Here, as indicated above, the changes to the frequency of parole hearings are more extensive than in Morales and Garner and can potentially result in subsequent parole hearings occurring as much as fifteen years after the prior hearing.*fn4 However, as in Morales and Garner, the parole board concerned, in this case the California Board of Parole Hearings post-Marsy's Law, has the ability to advance a parole suitability hearing when "a change in circumstances or new information" essentially establishes a reasonable likelihood that an inmate will be found suitable for parole. Cal. Pen. Code, § 3041.5(b)(4).
After reviewing the facts applicable to petitioner's ex post facto claim, clearly established federal law as determined by the Supreme Court, and California statutes and regulations related to the frequency with which parole hearings occurring after the first parole hearing must be held, the court finds that the state courts' decision rejecting petitioner's Ex Post Facto claim is not contrary to, nor does it involve an unreasonable application of clearly established federal law as determined by the Supreme Court. Its conclusion is not out of line with decisions reached by the Supreme Court in both Morales and Garner, especially in light of the fact that, as in Morales and Garner, the parole board concerned can expedite a suitability hearing if the board believes it is reasonable to assume that the inmate in question will be paroled.*fn5
Petitioner also argues that Marsy's Law violates provisions of California's Constitution and/or California law. (Ptn. at 26-31.) However, violations of state law do not provide a basis for federal habeas relief. 28 U.S.C. § 2254(a); Estelle v. McGuire, 502 U.S. 62, 67 (1991) ("federal habeas corpus relief does not lie for error in state law."). Thus, Claim 2 should be dismissed.
Accordingly, IT IS HEREBY ORDERED that petitioner's application to proceed in forma pauperis is granted.
IT IS HEREBY RECOMMENDED that this petition be summarily dismissed pursuant to Rule 4.
If petitioner files objections, he shall also address if a certificate of appealability should issue and, if so, as to which issues. A certificate of appealability may issue under 28 U.S.C. § 2253 "only if the applicant has made a substantial showing of the denial of a constitutional right." 28 U.S.C. § 2253(c)(2).

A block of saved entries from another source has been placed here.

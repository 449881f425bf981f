use crate::domain::payment::{Processor, ProcessorPaymentRequest};
use crate::processors::{ForwardStatus, HealthReport, ProcessorClient};
use anyhow::{Context, Result};

pub struct HttpProcessorClient {
    pub default_base_url: String,
    pub fallback_base_url: String,
    pub client: reqwest::Client,
}

impl HttpProcessorClient {
    pub fn new(default_base_url: &str, fallback_base_url: &str, client: reqwest::Client) -> Self {
        Self {
            default_base_url: default_base_url.trim_end_matches('/').to_string(),
            fallback_base_url: fallback_base_url.trim_end_matches('/').to_string(),
            client,
        }
    }

    fn base_url(&self, processor: Processor) -> &str {
        match processor {
            Processor::Default => &self.default_base_url,
            Processor::Fallback => &self.fallback_base_url,
        }
    }
}

#[async_trait::async_trait]
impl ProcessorClient for HttpProcessorClient {
    async fn forward(
        &self,
        processor: Processor,
        payment: &ProcessorPaymentRequest,
    ) -> Result<ForwardStatus> {
        let url = format!("{}/payments", self.base_url(processor));
        let resp = self.client.post(url).json(payment).send().await;

        let status = match resp {
            Ok(r) if r.status().is_success() => ForwardStatus::Accepted,
            Ok(r) => {
                let status = r.status();
                let body = r.text().await.unwrap_or_default();
                tracing::debug!(
                    "{} rejected payment {}: HTTP {} {}",
                    processor,
                    payment.correlation_id,
                    status.as_u16(),
                    body.chars().take(200).collect::<String>()
                );
                ForwardStatus::Rejected(status.as_u16())
            }
            Err(e) if e.is_timeout() => ForwardStatus::Timeout,
            Err(e) => ForwardStatus::Unreachable(e.to_string()),
        };

        Ok(status)
    }

    async fn health(&self, processor: Processor) -> Result<HealthReport> {
        let url = format!("{}/payments/service-health", self.base_url(processor));
        let resp = self
            .client
            .get(url)
            .send()
            .await
            .with_context(|| format!("health request to {} failed", processor))?;

        if !resp.status().is_success() {
            anyhow::bail!("{} health returned HTTP {}", processor, resp.status().as_u16());
        }

        let report = resp
            .json::<HealthReport>()
            .await
            .with_context(|| format!("malformed health body from {}", processor))?;
        Ok(report)
    }
}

The certificate of appealability must "indicate which specific issue or issues satisfy" the requirement. 28 U.S.C. § 2253(c)(3).

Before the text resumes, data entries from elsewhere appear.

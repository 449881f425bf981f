mod common;

use common::Harness;
use payments_intake_gateway::domain::payment::Processor;
use payments_intake_gateway::health::HealthStateStore;
use payments_intake_gateway::processors::mock::{MockBehavior, MockForward, MockHealth};
use std::time::Duration;

#[tokio::test(start_paused = true)]
async fn concurrent_callers_issue_a_single_probe_per_interval() {
    let h = Harness::new();
    h.client
        .set_behavior(
            Processor::Fallback,
            MockBehavior {
                forward: MockForward::Accept,
                health: MockHealth::Healthy,
                forward_delay: Duration::ZERO,
                health_delay: Duration::from_millis(200),
            },
        )
        .await;
    let prober = h.prober();

    let handles: Vec<_> = (0..50)
        .map(|_| {
            let prober = prober.clone();
            tokio::spawn(async move { prober.probe_if_due(Processor::Fallback).await })
        })
        .collect();

    let mut probed = 0;
    for handle in handles {
        if handle.await.unwrap().is_some() {
            probed += 1;
        }
    }
    assert_eq!(probed, 1);
    assert_eq!(h.client.health_calls(Processor::Fallback).await, 1);

    tokio::time::advance(common::INTERVAL).await;
    assert_eq!(prober.probe_if_due(Processor::Fallback).await, Some(false));
    assert_eq!(h.client.health_calls(Processor::Fallback).await, 2);
}

#[tokio::test(start_paused = true)]
async fn probe_locks_are_per_processor() {
    let h = Harness::new();
    let prober = h.prober();

    assert!(prober.probe_if_due(Processor::Default).await.is_some());
    assert!(prober.probe_if_due(Processor::Fallback).await.is_some());
    assert!(prober.probe_if_due(Processor::Default).await.is_none());
}

#[tokio::test(start_paused = true)]
async fn healthy_report_clears_failing_flag() {
    let h = Harness::new();
    h.health.mark_failing(Processor::Fallback).await.unwrap();

    assert!(!h.prober().probe(Processor::Fallback).await);
    assert!(!h.health.is_failing(Processor::Fallback).await.unwrap());
}

#[tokio::test(start_paused = true)]
async fn failing_report_marks_processor() {
    let h = Harness::new();
    h.client.set_health(Processor::Default, MockHealth::Failing).await;

    assert!(h.prober().probe(Processor::Default).await);
    assert!(h.health.is_failing(Processor::Default).await.unwrap());
}

#[tokio::test(start_paused = true)]
async fn probe_errors_count_as_failing() {
    let h = Harness::new();
    h.client.set_health(Processor::Fallback, MockHealth::Error).await;

    assert!(h.prober().probe(Processor::Fallback).await);
    assert!(h.health.is_failing(Processor::Fallback).await.unwrap());
}

#[tokio::test(start_paused = true)]
async fn probe_timeout_counts_as_failing() {
    let h = Harness::new();
    h.client.set_health(Processor::Fallback, MockHealth::Hang).await;

    let started = tokio::time::Instant::now();
    assert!(h.prober().probe(Processor::Fallback).await);
    assert!(started.elapsed() >= common::PROBE_TIMEOUT);
    assert!(h.health.is_failing(Processor::Fallback).await.unwrap());
}

#[tokio::test(start_paused = true)]
async fn known_failing_processor_is_reprobed_after_lock_expires() {
    let h = Harness::new();
    h.client.set_health(Processor::Fallback, MockHealth::Failing).await;
    let prober = h.prober();

    assert_eq!(prober.probe_if_due(Processor::Fallback).await, Some(true));
    assert!(h.health.is_failing(Processor::Fallback).await.unwrap());

    tokio::time::advance(common::INTERVAL).await;
    h.client.set_health(Processor::Fallback, MockHealth::Healthy).await;
    assert_eq!(prober.probe_if_due(Processor::Fallback).await, Some(false));
    assert!(!h.health.is_failing(Processor::Fallback).await.unwrap());
}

These findings and recommendations are submitted to the United States District Judge assigned to the case, pursuant to the provisions of 28 U.S.C. § 636(b)(l). Within fourteen days after being served with these findings and recommendations, petitioner may file written objections with the court. Such a document should be captioned "Objections to Magistrate Judge's Findings and Recommendations." Petitioner is advised that failure to file objections within the specified time may waive the right to appeal the District Court's order. Martinez v. Ylst, 951 F.2d 1153 (9th Cir. 1991).